Does the National Institutes of Health Stroke Scale Favor Left Hemisphere Strokes?
Background and Purpose—The National Institutes of Health Stroke Scale (NIHSS) is a valid, reproducible scale that measures neurological deficit. Of 42 possible points, 7 points are directly related to measurement of language compared with only 2 points related to neglect.
Methods—We examined the placebo arm of the NINDS t-PA stroke trial to test the hypothesis that the total volume of cerebral infarction in patients with right hemisphere strokes would be greater than the volume of cerebral infarction in patients with left hemisphere strokes who have similar NIHSS scores. The volume of stroke was determined by computerized image analysis of CT films and CT images stored on computer tape and optical disks. Cube-root transformation of lesion volume was performed for each CT. Transformed lesion volume was analyzed in a logistic regression model to predict volume of stroke by NIHSS score for each hemisphere. Spearman rank correlation was used to determine the relation between the NIHSS score and lesion volume.
Results—The volume for right hemisphere stroke was statistically greater than the volume for left hemisphere strokes, adjusting for the baseline NIHSS (P<0.001). For each 5-point category of the NIHSS score <20, the median volume of right hemisphere strokes was approximately double the median volume of left hemisphere strokes. For example, for patients with a left hemisphere stroke and a 24-hour NIHSS score of 16 to 20, the median volume of cerebral infarction was 48 mL (interquartile range 14 to 111 mL) as compared with 133 mL (interquartile range 81 to 208 mL) for patients with a right hemisphere stroke (P<0.001). The median volume of a right hemisphere stroke was roughly equal to the median volume of a left hemisphere stroke in the next highest 5-point category of the NIHSS. The Spearman rank correlation between the 24-hour NIHSS score and 3-month lesion volume was 0.72 for patients with left hemisphere stroke and 0.71 for patients with right hemisphere stroke.

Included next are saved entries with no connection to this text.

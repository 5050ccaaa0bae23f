use std::rc::Rc;

use ash::vk;
use prism_gfx::GfxResult;
use prism_gfx::foundation::device::GfxDevice;
use prism_gfx::foundation::mem_allocator::GfxAllocator;
use prism_gfx::pipelines::framebuffer::GfxFramebuffer;
use prism_gfx::pipelines::render_pass::GfxRenderPass;
use prism_gfx::resources::image::GfxImage;
use prism_gfx::resources::image_view::GfxImageView;
use prism_gfx::swapchain::render_swapchain::GfxRenderSwapchain;

/// 与 swapchain 尺寸相关的对象：共享的 depth image，以及每个 swapchain image 的 framebuffer
///
/// swapchain 重建之后需要整体销毁再创建
pub struct RenderTargets {
    depth_image: Option<GfxImage>,
    depth_view: Option<GfxImageView>,
    framebuffers: Vec<GfxFramebuffer>,
    extent: vk::Extent2D,
}

// new & init
impl RenderTargets {
    pub fn new(
        device: &Rc<GfxDevice>,
        allocator: &Rc<GfxAllocator>,
        render_pass: &GfxRenderPass,
        swapchain: &GfxRenderSwapchain,
    ) -> GfxResult<Self> {
        let extent = swapchain.extent();
        let mut targets = Self {
            depth_image: None,
            depth_view: None,
            framebuffers: Vec::with_capacity(swapchain.image_count()),
            extent,
        };
        if let Err(e) = targets.create_objects(device, allocator, render_pass, swapchain) {
            targets.destroy();
            return Err(e);
        }
        Ok(targets)
    }

    fn create_objects(
        &mut self,
        device: &Rc<GfxDevice>,
        allocator: &Rc<GfxAllocator>,
        render_pass: &GfxRenderPass,
        swapchain: &GfxRenderSwapchain,
    ) -> GfxResult<()> {
        let depth_format = render_pass.depth_format();
        let depth_image = GfxImage::new_depth(allocator.clone(), self.extent, depth_format, "depth")?;
        let depth_view = GfxImageView::for_image(device.clone(), &depth_image, "depth");
        self.depth_image = Some(depth_image);
        let depth_view = self.depth_view.insert(depth_view?).handle();

        for (i, color_view) in swapchain.image_views().iter().enumerate() {
            let framebuffer = GfxFramebuffer::new(
                device.clone(),
                render_pass,
                color_view.handle(),
                depth_view,
                self.extent,
                &format!("framebuffer-{i}"),
            )?;
            self.framebuffers.push(framebuffer);
        }
        Ok(())
    }
}

// getters
impl RenderTargets {
    #[inline]
    pub fn extent(&self) -> vk::Extent2D {
        self.extent
    }

    #[inline]
    pub fn framebuffer(&self, image_index: usize) -> Option<&GfxFramebuffer> {
        self.framebuffers.get(image_index)
    }

    #[inline]
    pub fn framebuffer_count(&self) -> usize {
        self.framebuffers.len()
    }
}

// destroy
impl RenderTargets {
    /// 调用前需要确保 GPU 不再使用这些对象
    pub fn destroy(&mut self) {
        for framebuffer in self.framebuffers.drain(..).rev() {
            framebuffer.destroy();
        }
        if let Some(view) = self.depth_view.take() {
            view.destroy();
        }
        if let Some(image) = self.depth_image.take() {
            image.destroy();
        }
    }
}

impl Drop for RenderTargets {
    fn drop(&mut self) {
        debug_assert!(self.framebuffers.is_empty() && self.depth_image.is_none(), "RenderTargets is not destroyed");
    }
}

Conclusions—For a given NIHSS score, the median volume of right hemisphere strokes is consistently larger than the median volume of left hemisphere strokes. The clinical implications of our finding need further exploration.
The National Institutes of Health Stroke Scale (NIHSS) is a valid, reproducible scale that measures neurological deficit1 2 3 and is one of the most frequently used scales in stroke intervention trials.4 5 6 In addition, the NIHSS is increasingly used clinically by physicians and nurses to evaluate stroke patients in emergency departments and hospital settings.
Of the 42 possible points on the NIHSS score, 7 points are directly related to measurement of language (orientation questions, 2; commands, 2; aphasia, 3) and only 2 points are related to neglect.1 Because the left hemisphere is the language-dominant hemisphere in 99% of right-handed persons (which represents 90% to 95% of the population) and 60% of left-handed persons,7 8 the NIHSS may measure the severity and size of strokes in the right hemisphere differently than strokes in the left hemisphere. In a recently published report, Krieger et al9 reported that the minimum baseline NIHSS score for fatal brain swelling in left hemisphere strokes was 20 compared with a minimum baseline NIHSS score of 15 for right hemisphere strokes.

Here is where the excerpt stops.